> **Exercise directions**
Among the lines below, take the one holding "filename crates/arq/src/message.rs", the one holding "Wire layout (within", and all lines between them. Set them down exactly.
Data records Block Start
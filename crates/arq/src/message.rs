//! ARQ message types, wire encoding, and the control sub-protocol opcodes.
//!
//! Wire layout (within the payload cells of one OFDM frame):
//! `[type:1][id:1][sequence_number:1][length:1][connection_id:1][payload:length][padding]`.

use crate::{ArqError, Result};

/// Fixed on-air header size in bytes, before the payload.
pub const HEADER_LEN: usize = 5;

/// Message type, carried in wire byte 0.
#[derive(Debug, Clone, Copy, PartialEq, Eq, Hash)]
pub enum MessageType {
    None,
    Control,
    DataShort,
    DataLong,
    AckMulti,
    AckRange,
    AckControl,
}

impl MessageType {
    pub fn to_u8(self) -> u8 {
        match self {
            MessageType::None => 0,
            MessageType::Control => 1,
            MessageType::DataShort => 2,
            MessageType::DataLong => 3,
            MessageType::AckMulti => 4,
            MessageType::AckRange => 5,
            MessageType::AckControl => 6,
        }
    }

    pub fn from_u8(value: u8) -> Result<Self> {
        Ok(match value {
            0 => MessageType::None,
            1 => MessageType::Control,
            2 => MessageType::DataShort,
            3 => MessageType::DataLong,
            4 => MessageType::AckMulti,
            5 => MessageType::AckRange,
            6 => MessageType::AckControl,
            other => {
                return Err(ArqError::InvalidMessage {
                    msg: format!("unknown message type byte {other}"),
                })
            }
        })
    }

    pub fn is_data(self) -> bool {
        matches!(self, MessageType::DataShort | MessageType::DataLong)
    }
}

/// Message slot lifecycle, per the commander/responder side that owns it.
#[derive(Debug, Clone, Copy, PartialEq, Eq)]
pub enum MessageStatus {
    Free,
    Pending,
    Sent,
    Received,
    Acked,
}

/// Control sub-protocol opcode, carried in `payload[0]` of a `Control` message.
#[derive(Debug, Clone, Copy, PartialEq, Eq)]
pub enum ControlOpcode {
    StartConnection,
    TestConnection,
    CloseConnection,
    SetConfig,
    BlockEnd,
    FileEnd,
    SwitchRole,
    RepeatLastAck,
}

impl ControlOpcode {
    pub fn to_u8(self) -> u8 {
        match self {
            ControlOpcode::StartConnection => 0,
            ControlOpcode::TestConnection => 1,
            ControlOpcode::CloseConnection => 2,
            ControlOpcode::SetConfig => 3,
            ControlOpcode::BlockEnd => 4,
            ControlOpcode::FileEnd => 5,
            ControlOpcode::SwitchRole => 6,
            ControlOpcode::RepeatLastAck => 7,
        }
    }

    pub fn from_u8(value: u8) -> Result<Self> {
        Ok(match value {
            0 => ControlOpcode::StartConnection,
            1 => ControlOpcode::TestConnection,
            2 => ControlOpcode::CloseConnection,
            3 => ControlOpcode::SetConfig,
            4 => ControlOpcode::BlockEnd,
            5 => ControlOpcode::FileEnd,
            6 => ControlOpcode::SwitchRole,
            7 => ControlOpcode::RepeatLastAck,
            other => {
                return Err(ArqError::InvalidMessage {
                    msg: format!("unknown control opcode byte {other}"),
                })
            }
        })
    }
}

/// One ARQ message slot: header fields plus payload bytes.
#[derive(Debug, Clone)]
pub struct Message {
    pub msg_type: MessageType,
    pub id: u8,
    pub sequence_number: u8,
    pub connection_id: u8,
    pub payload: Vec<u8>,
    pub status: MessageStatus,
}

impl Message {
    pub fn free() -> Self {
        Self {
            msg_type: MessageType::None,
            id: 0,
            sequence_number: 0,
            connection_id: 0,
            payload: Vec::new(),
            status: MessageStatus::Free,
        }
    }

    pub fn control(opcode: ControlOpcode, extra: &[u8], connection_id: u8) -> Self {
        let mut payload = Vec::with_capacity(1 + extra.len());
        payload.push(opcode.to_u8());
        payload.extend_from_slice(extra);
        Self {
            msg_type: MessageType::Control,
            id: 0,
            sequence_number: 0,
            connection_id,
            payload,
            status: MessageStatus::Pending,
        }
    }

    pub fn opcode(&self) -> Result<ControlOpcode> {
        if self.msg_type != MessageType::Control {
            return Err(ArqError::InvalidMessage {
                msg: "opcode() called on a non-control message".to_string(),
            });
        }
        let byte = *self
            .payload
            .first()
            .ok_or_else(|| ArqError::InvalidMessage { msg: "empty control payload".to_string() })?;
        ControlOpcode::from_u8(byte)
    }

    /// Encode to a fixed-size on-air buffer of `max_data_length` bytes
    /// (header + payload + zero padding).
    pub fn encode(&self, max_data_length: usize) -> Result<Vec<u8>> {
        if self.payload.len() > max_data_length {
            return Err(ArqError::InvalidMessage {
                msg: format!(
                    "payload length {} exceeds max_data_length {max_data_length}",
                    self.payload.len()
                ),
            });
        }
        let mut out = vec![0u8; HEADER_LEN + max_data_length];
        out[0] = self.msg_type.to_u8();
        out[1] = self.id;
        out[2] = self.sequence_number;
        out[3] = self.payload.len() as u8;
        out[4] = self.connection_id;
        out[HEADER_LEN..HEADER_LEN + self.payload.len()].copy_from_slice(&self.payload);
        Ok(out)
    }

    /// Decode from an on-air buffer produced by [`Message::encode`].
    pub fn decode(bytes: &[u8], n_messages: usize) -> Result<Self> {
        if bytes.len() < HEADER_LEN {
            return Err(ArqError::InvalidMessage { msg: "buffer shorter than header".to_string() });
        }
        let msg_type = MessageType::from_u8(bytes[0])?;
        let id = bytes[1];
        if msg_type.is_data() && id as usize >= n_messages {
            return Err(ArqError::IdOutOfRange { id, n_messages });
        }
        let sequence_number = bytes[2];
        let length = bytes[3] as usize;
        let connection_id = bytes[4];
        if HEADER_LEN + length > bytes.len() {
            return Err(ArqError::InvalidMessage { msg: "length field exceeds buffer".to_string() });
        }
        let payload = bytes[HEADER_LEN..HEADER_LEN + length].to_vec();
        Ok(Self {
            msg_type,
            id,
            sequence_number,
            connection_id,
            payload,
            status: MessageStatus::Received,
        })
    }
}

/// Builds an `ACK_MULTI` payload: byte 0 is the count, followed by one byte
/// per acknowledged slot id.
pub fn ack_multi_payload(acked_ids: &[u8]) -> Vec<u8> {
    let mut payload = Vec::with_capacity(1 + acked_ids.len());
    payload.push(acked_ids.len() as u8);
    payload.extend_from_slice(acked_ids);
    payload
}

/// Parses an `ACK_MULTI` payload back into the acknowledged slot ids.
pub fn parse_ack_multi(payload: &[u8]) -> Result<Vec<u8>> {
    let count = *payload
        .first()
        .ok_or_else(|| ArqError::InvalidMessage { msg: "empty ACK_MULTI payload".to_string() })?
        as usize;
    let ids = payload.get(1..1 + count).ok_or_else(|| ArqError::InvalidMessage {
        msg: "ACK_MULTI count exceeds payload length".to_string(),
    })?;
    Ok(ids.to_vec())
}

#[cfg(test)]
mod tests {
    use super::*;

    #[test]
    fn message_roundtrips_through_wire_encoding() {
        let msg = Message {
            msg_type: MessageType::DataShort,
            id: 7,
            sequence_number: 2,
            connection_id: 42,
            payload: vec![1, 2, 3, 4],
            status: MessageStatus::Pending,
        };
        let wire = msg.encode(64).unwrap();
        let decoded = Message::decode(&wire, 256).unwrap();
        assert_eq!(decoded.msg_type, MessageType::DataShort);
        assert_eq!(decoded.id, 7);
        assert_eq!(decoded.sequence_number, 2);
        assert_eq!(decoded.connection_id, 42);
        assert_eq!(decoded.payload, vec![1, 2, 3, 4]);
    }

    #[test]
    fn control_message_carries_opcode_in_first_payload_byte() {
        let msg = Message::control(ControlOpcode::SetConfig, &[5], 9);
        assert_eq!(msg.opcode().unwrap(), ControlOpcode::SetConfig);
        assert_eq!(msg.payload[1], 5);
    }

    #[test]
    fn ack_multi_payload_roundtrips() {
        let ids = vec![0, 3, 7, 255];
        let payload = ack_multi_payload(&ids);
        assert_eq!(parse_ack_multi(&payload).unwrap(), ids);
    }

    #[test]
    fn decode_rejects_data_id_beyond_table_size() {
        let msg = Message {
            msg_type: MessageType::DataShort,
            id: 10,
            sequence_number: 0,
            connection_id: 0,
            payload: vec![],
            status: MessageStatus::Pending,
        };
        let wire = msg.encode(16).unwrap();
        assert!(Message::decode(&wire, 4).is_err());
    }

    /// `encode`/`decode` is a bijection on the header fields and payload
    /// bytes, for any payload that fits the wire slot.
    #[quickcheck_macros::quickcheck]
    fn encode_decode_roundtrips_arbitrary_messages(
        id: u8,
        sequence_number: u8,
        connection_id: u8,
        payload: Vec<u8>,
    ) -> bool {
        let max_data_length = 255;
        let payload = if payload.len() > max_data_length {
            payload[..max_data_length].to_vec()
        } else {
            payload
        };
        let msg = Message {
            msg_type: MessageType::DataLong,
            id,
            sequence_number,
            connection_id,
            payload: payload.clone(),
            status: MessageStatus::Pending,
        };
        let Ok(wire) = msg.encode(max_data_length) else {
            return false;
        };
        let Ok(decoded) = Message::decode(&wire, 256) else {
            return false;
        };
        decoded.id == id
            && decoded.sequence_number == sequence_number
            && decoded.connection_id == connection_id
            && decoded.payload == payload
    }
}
Data records Block End
Data records Block Start
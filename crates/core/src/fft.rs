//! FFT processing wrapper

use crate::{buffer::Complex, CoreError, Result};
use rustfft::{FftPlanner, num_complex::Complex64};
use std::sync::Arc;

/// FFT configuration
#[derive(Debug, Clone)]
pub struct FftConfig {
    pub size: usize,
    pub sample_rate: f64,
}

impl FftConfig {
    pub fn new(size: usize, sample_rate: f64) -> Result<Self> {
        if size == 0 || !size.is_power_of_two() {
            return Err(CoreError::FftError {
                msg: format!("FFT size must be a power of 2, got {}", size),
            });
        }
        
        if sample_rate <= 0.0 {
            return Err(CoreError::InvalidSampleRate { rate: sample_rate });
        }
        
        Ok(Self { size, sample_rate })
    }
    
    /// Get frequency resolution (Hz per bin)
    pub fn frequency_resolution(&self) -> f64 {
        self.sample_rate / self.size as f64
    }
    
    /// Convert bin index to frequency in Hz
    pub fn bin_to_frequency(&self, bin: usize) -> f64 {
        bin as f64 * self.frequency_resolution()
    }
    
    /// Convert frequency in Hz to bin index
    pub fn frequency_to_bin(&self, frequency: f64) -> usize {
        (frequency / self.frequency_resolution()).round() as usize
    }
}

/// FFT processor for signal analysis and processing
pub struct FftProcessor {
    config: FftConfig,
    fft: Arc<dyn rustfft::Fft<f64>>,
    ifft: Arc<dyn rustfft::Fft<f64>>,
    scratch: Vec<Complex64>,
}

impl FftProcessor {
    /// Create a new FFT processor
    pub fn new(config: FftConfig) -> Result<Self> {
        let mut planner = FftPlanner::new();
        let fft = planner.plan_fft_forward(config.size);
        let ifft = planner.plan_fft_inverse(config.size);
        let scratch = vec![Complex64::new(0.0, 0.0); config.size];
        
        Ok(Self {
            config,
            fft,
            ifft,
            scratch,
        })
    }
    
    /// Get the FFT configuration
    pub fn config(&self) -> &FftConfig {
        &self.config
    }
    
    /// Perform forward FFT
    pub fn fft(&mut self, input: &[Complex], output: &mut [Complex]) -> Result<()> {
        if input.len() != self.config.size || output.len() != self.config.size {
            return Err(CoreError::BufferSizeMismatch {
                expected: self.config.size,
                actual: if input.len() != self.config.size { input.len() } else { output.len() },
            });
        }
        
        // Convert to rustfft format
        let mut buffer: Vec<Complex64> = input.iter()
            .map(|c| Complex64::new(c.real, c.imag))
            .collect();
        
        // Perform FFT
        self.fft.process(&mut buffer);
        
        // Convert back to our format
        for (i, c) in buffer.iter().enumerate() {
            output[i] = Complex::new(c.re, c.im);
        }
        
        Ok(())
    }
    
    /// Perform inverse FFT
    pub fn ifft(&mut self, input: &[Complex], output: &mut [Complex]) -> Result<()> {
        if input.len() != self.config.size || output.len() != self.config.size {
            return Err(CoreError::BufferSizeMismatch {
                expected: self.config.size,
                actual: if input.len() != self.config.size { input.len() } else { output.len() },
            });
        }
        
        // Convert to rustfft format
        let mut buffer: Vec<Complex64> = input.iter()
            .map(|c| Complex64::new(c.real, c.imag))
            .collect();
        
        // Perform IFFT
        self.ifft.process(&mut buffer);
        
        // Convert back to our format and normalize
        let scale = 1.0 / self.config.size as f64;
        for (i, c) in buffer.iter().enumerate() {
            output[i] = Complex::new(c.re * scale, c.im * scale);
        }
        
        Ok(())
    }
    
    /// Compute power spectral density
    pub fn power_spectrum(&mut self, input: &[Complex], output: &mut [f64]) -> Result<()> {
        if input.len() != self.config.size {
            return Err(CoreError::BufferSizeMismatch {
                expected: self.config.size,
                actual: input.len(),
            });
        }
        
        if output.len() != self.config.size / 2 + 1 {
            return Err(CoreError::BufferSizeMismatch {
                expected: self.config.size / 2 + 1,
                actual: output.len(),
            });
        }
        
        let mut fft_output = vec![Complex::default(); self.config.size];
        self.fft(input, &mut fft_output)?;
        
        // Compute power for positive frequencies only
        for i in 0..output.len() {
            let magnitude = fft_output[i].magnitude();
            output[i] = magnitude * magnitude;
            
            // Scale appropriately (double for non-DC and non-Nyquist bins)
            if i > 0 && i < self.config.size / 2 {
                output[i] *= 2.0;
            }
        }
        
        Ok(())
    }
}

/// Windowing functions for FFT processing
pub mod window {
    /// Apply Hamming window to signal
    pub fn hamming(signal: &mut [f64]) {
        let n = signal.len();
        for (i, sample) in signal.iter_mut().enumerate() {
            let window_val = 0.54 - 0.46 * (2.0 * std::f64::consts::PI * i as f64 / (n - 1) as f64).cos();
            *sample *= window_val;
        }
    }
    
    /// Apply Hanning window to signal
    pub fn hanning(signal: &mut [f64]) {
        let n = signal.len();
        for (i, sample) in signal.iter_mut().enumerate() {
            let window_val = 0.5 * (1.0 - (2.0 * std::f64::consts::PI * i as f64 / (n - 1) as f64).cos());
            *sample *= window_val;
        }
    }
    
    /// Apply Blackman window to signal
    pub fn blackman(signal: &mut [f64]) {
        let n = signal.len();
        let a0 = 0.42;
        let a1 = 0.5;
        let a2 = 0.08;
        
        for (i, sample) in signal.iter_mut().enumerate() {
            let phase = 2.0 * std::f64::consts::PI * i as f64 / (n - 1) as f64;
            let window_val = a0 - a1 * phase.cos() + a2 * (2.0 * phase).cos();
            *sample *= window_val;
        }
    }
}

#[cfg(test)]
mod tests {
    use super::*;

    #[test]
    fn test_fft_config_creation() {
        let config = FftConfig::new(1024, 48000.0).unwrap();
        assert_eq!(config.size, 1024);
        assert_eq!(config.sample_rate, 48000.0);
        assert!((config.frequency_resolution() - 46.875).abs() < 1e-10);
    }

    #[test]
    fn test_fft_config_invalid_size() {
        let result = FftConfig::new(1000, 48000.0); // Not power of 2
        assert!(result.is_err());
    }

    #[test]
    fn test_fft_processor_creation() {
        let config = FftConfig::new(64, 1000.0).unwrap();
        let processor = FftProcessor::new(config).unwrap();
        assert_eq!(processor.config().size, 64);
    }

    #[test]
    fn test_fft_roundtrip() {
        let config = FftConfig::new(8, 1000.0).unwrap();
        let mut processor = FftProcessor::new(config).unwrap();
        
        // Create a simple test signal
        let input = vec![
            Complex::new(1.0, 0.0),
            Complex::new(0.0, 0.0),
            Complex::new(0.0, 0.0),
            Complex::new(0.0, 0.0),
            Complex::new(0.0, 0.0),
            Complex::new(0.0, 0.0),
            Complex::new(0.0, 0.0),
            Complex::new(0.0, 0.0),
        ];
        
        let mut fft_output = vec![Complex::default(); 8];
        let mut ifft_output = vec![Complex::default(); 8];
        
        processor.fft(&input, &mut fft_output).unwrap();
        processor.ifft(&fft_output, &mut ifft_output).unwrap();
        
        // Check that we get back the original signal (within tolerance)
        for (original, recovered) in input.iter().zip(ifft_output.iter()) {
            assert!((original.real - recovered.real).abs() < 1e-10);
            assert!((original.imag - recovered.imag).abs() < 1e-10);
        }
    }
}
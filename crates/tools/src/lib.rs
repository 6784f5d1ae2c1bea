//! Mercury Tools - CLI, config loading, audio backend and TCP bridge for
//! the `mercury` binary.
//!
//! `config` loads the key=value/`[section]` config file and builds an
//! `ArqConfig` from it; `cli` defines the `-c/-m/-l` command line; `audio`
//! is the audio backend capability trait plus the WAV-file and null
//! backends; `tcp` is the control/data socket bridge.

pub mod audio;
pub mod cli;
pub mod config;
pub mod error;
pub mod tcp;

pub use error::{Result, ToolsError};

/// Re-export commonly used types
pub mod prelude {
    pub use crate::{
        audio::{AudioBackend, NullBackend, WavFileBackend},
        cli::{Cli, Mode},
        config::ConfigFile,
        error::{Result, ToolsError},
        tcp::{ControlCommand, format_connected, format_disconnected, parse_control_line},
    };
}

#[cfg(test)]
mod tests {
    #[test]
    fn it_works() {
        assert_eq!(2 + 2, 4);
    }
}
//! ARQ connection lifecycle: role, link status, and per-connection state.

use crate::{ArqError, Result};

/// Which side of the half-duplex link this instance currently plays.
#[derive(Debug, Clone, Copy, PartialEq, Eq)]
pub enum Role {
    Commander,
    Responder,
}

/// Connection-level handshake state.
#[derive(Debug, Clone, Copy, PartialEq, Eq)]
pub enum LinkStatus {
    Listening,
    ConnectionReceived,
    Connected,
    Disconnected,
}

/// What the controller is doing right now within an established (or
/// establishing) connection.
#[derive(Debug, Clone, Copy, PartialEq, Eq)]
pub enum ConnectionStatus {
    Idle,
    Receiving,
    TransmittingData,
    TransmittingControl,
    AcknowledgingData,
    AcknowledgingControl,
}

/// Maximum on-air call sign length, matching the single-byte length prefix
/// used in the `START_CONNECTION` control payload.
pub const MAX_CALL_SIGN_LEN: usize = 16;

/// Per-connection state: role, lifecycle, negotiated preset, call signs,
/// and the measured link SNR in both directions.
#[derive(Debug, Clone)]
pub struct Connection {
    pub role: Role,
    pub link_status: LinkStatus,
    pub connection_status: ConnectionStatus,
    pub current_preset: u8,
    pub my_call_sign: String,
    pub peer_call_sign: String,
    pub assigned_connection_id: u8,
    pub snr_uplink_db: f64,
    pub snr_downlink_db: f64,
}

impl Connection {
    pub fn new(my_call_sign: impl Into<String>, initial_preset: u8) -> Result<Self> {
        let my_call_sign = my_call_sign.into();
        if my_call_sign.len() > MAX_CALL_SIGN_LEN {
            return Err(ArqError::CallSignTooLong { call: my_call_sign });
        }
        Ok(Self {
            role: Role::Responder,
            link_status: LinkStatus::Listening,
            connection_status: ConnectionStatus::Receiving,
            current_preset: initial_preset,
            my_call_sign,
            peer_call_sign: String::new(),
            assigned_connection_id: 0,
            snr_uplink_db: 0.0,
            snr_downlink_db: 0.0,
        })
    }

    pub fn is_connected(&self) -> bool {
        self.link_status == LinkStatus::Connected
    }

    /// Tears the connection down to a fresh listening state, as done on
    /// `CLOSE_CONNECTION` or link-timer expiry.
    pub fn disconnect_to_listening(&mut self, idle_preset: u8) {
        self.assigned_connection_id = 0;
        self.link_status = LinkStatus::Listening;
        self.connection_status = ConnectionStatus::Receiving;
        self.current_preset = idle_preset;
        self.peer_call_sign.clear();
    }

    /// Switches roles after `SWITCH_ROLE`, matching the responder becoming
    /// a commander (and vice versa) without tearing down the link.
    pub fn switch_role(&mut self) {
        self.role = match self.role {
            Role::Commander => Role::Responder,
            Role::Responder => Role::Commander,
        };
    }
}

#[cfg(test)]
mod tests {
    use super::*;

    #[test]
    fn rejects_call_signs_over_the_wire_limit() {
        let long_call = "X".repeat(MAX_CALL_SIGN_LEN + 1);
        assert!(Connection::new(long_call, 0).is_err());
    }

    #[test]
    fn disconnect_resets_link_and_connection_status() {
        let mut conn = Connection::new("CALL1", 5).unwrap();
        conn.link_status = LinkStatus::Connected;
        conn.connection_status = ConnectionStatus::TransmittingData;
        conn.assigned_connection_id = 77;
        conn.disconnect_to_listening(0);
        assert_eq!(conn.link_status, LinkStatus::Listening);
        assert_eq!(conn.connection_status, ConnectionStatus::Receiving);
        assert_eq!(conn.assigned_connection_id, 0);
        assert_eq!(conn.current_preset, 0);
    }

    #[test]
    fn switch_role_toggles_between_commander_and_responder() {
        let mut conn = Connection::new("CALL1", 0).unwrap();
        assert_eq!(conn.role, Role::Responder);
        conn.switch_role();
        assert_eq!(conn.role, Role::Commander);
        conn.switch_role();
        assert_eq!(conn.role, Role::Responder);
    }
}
Data records Block End
Data records Block Start
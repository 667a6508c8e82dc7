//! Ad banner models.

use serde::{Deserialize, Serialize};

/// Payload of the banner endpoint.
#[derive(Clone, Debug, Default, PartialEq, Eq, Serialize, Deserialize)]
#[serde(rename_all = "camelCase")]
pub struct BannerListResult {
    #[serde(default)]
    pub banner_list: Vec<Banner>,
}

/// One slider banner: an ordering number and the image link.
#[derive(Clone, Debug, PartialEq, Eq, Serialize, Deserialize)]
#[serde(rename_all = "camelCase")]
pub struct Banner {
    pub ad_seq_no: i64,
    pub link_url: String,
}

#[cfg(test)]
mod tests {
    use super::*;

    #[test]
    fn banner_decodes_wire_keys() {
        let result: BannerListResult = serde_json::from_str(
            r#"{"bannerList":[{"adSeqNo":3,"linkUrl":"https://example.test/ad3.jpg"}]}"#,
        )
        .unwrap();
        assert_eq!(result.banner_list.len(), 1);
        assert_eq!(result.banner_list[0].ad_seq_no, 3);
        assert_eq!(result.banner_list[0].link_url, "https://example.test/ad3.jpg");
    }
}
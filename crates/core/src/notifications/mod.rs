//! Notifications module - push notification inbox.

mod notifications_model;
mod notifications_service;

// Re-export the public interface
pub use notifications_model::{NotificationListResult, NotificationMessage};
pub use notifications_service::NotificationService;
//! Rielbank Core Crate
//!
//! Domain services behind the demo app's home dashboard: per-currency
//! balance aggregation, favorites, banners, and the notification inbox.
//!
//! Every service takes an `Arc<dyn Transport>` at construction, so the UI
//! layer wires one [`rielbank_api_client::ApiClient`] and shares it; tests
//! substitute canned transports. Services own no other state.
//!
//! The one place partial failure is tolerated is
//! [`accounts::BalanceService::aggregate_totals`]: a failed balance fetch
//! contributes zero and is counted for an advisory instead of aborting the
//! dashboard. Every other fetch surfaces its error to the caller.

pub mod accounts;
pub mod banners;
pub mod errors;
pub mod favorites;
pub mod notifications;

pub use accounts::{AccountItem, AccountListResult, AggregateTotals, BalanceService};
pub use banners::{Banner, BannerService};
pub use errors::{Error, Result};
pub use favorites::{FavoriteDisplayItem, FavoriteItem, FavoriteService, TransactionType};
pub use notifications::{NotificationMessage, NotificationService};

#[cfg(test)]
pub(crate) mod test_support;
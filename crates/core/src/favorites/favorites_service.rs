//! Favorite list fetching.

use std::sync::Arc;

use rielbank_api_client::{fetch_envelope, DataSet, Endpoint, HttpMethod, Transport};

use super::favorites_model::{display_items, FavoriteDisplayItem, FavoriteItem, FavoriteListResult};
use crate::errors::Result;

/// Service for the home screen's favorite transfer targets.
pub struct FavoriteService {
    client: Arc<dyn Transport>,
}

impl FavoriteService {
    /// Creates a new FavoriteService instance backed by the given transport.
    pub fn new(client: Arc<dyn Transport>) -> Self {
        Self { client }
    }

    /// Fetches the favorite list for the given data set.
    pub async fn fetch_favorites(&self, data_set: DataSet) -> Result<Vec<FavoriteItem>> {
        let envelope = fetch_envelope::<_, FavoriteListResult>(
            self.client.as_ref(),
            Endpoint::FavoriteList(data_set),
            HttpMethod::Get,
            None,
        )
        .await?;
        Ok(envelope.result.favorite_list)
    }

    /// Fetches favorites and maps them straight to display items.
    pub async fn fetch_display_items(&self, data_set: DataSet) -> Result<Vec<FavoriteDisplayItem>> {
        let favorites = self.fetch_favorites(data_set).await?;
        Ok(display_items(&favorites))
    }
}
Data records Block End
> **Written response**
filename crates/arq/src/message.rs
//! ARQ message types, wire encoding, and the control sub-protocol opcodes.
//!
//! Wire layout (within the payload cells of one OFDM frame):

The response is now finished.